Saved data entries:
□ □ □ □ □ □ □

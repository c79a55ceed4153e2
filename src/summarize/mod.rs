//! The four-stage summarization chain.
//!
//! ```text
//! sources ─combine─▶ text ─segment─▶ [seg…] ─map─▶ [summary…] ─reduce─▶ intermediate
//!        ─final summary─▶ summary ─script─▶ narration script
//! ```
//!
//! The map stage is the only concurrent one (see [`map`]); the remaining
//! stages run one after another (see [`stages`]). Every model call goes
//! through the shared [`RateLimiter`], and every await is raced against the
//! run's [`CancelToken`].

pub mod map;
pub mod stages;

use crate::api::ModelCaller;
use crate::cancel::CancelToken;
use crate::config::{PipelineConfig, StageModels};
use crate::error::{Result, StageName};
use crate::limiter::RateLimiter;
use crate::models::SourceResult;
use crate::segmenter::{DOCUMENT_SEPARATOR, Segmenter};
use std::time::Instant;
use tracing::{info, instrument};

/// Runs the summarization chain against one [`ModelCaller`].
#[derive(Debug)]
pub struct Summarizer<M> {
    model: M,
    models: StageModels,
    limiter: RateLimiter,
    segmenter: Segmenter,
}

impl<M: ModelCaller> Summarizer<M> {
    pub fn new(model: M, config: &PipelineConfig) -> Self {
        Self {
            model,
            models: config.models.clone(),
            limiter: RateLimiter::new(config.rate_limit),
            segmenter: Segmenter::new(config.max_segment_chars, config.verbose),
        }
    }

    /// Turn the successful articles into a narration script.
    ///
    /// Runs combine, segment, map, reduce, final summary and script in that
    /// order. Each model call waits on the shared rate limiter first.
    ///
    /// # Arguments
    ///
    /// * `feed_title` - Stands in for the title when the reduce output has
    ///   no level-1 heading
    /// * `sources` - Fetched articles; failed ones are skipped
    /// * `cancel` - Aborts the waits and model calls in flight
    ///
    /// # Returns
    ///
    /// The script text, or the first failing stage's error wrapped in
    /// [`Error::Stage`](crate::error::Error::Stage).
    #[instrument(level = "info", skip_all, fields(sources = sources.len()))]
    pub async fn summarize(
        &self,
        feed_title: &str,
        sources: &[SourceResult],
        cancel: &CancelToken,
    ) -> Result<String> {
        let t0 = Instant::now();
        let combined = combine_contents(sources);
        let segments = self.segmenter.segment(&combined);
        info!(
            combined_chars = combined.chars().count(),
            segments = segments.len(),
            max_segment_chars = self.segmenter.max_chars(),
            "Segmented combined article text"
        );

        let summaries = self
            .map_segments(&segments, cancel)
            .await
            .map_err(|e| e.in_stage(StageName::Map))?;
        let intermediate = self.reduce(&summaries, cancel).await?;
        let title = stages::resolve_title(&intermediate, feed_title);
        let summary = self.final_summary(&title, &intermediate, cancel).await?;
        let script = self.script(&title, &summary, cancel).await?;

        info!(
            elapsed_ms = t0.elapsed().as_millis(),
            script_chars = script.chars().count(),
            "Summarization chain complete"
        );
        Ok(script)
    }

    /// One rate-limited, cancellable model call.
    async fn call(&self, prompt: &str, model: &str, cancel: &CancelToken) -> Result<String> {
        self.limiter.acquire_or_cancel(cancel).await?;
        cancel.run(self.model.generate(prompt, model)).await?
    }
}

/// Concatenate successful articles into one annotated text.
///
/// Each document gets a header block with its 1-based index, title and URL.
/// [`DOCUMENT_SEPARATOR`] sits between documents, not after the last one.
pub fn combine_contents(sources: &[SourceResult]) -> String {
    sources
        .iter()
        .filter(|s| s.is_success() && !s.content.is_empty())
        .enumerate()
        .map(|(i, s)| {
            format!(
                "--- SOURCE DOCUMENT {} ---\nTITLE: {}\nURL: {}\n\n{}",
                i + 1,
                s.display_title(),
                s.url,
                s.content
            )
        })
        .collect::<Vec<_>>()
        .join(DOCUMENT_SEPARATOR)
}

#[cfg(test)]
pub(crate) mod testing {
    use crate::api::ModelCaller;
    use crate::error::{Error, Result};
    use std::sync::Mutex;
    use std::time::Duration;

    /// Scripted model: picks a reply by prompt content and records calls.
    pub struct ScriptedModel {
        pub calls: Mutex<Vec<(String, String)>>,
        pub reply: fn(&str, &str) -> Result<(String, Duration)>,
    }

    impl ScriptedModel {
        pub fn new(reply: fn(&str, &str) -> Result<(String, Duration)>) -> Self {
            Self {
                calls: Mutex::new(Vec::new()),
                reply,
            }
        }

        pub fn models_called(&self) -> Vec<String> {
            self.calls
                .lock()
                .unwrap()
                .iter()
                .map(|(_, m)| m.clone())
                .collect()
        }
    }

    impl ModelCaller for ScriptedModel {
        async fn generate(&self, prompt: &str, model: &str) -> Result<String> {
            self.calls
                .lock()
                .unwrap()
                .push((prompt.to_string(), model.to_string()));
            let (text, delay) = (self.reply)(prompt, model)?;
            tokio::time::sleep(delay).await;
            Ok(text)
        }
    }

    pub fn model_error(model: &str, reason: &str) -> Error {
        Error::ModelCall {
            model: model.to_string(),
            reason: reason.to_string(),
        }
    }
}

#[cfg(test)]
mod tests {
    use super::testing::{ScriptedModel, model_error};
    use super::*;
    use crate::error::Error;
    use crate::models::ArticleLink;
    use std::time::Duration;

    fn source(url: &str, title: &str, content: &str) -> SourceResult {
        SourceResult::success(
            ArticleLink {
                url: url.to_string(),
                title: title.to_string(),
            },
            content.to_string(),
        )
    }

    fn config() -> PipelineConfig {
        PipelineConfig {
            rate_limit: Duration::from_millis(10),
            models: StageModels {
                map: "map-m".to_string(),
                reduce: "reduce-m".to_string(),
                summary: "summary-m".to_string(),
                script: "script-m".to_string(),
            },
            ..PipelineConfig::default()
        }
    }

    #[test]
    fn test_combine_contents_layout() {
        let combined = combine_contents(&[
            source("https://a.test/1", "One", "alpha"),
            source("https://a.test/2", "", "beta"),
        ]);
        assert_eq!(
            combined,
            "--- SOURCE DOCUMENT 1 ---\nTITLE: One\nURL: https://a.test/1\n\nalpha\
             \n\n--- DOCUMENT END ---\n\n\
             --- SOURCE DOCUMENT 2 ---\nTITLE: https://a.test/2\nURL: https://a.test/2\n\nbeta"
        );
    }

    #[tokio::test(start_paused = true)]
    async fn test_summarize_runs_every_stage_with_its_model() {
        let model = ScriptedModel::new(|_prompt, model| {
            let text = match model {
                "map-m" => "segment notes",
                "reduce-m" => "# Morning Brief\n\nEverything that happened.",
                "summary-m" => "A tidy summary.",
                "script-m" => "chatter <SCRIPT_START>\n[Host A] Hello.\n</SCRIPT_END> more",
                other => panic!("unexpected model {other}"),
            };
            Ok((text.to_string(), Duration::ZERO))
        });
        let summarizer = Summarizer::new(&model, &config());
        let script = summarizer
            .summarize(
                "Feed Title",
                &[source("https://a.test/1", "One", "alpha")],
                &CancelToken::new(),
            )
            .await
            .unwrap();

        assert_eq!(script, "[Host A] Hello.");
        assert_eq!(
            model.models_called(),
            vec!["map-m", "reduce-m", "summary-m", "script-m"]
        );

        let calls = model.calls.lock().unwrap();
        assert!(calls[2].0.contains("Morning Brief"));
        assert!(!calls[2].0.contains("Feed Title"));
        assert!(calls[3].0.contains("A tidy summary."));
    }

    #[tokio::test(start_paused = true)]
    async fn test_summarize_wraps_stage_errors() {
        let model = ScriptedModel::new(|_prompt, model| match model {
            "summary-m" => Err(model_error(model, "boom")),
            _ => Ok(("text".to_string(), Duration::ZERO)),
        });
        let summarizer = Summarizer::new(&model, &config());
        let err = summarizer
            .summarize("T", &[source("https://a.test/1", "One", "alpha")], &CancelToken::new())
            .await
            .unwrap_err();

        match err {
            Error::Stage { stage, source } => {
                assert_eq!(stage, StageName::FinalSummary);
                assert!(matches!(*source, Error::ModelCall { .. }));
            }
            other => panic!("unexpected error {other:?}"),
        }
        assert_eq!(model.models_called(), vec!["map-m", "reduce-m", "summary-m"]);
    }

    #[tokio::test(start_paused = true)]
    async fn test_summarize_stops_when_cancelled() {
        let model = ScriptedModel::new(|_, _| Ok(("text".to_string(), Duration::ZERO)));
        let summarizer = Summarizer::new(&model, &config());
        let cancel = CancelToken::new();
        cancel.cancel();

        let err = summarizer
            .summarize("T", &[source("https://a.test/1", "One", "alpha")], &cancel)
            .await
            .unwrap_err();
        assert!(err.is_cancelled());
        assert!(model.models_called().is_empty());
    }

    #[tokio::test(start_paused = true)]
    async fn test_deadline_interrupts_running_map_call() {
        let model = ScriptedModel::new(|_, _| Ok(("late".to_string(), Duration::from_secs(600))));
        let summarizer = Summarizer::new(&model, &config());
        let cancel = CancelToken::new();
        let _deadline = cancel.cancel_after(Duration::from_secs(2));

        let t0 = tokio::time::Instant::now();
        let err = summarizer
            .summarize("T", &[source("https://a.test/1", "One", "alpha")], &cancel)
            .await
            .unwrap_err();

        assert!(t0.elapsed() >= Duration::from_secs(2));
        assert!(t0.elapsed() < Duration::from_secs(600));
        assert!(err.is_cancelled());
        match err {
            Error::Stage {
                stage: StageName::Map,
                source,
            } => {
                let Error::SegmentAggregation(failures) = *source else {
                    panic!("expected a segment aggregation");
                };
                assert_eq!(failures.len(), 1);
                assert_eq!(failures[0].position, 1);
                assert!(failures[0].cancelled);
            }
            other => panic!("unexpected error {other:?}"),
        }
        assert_eq!(model.models_called(), vec!["map-m"]);
    }
}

□ □ □ □ □ □ □

Exercise description: Throughout the data above, report every line that contains the string "async".

Output:
    pub async fn summarize(
    async fn call(&self, prompt: &str, model: &str, cancel: &CancelToken) -> Result<String> {
        async fn generate(&self, prompt: &str, model: &str) -> Result<String> {
    async fn test_summarize_runs_every_stage_with_its_model() {
    async fn test_summarize_wraps_stage_errors() {
    async fn test_summarize_stops_when_cancelled() {
    async fn test_deadline_interrupts_running_map_call() {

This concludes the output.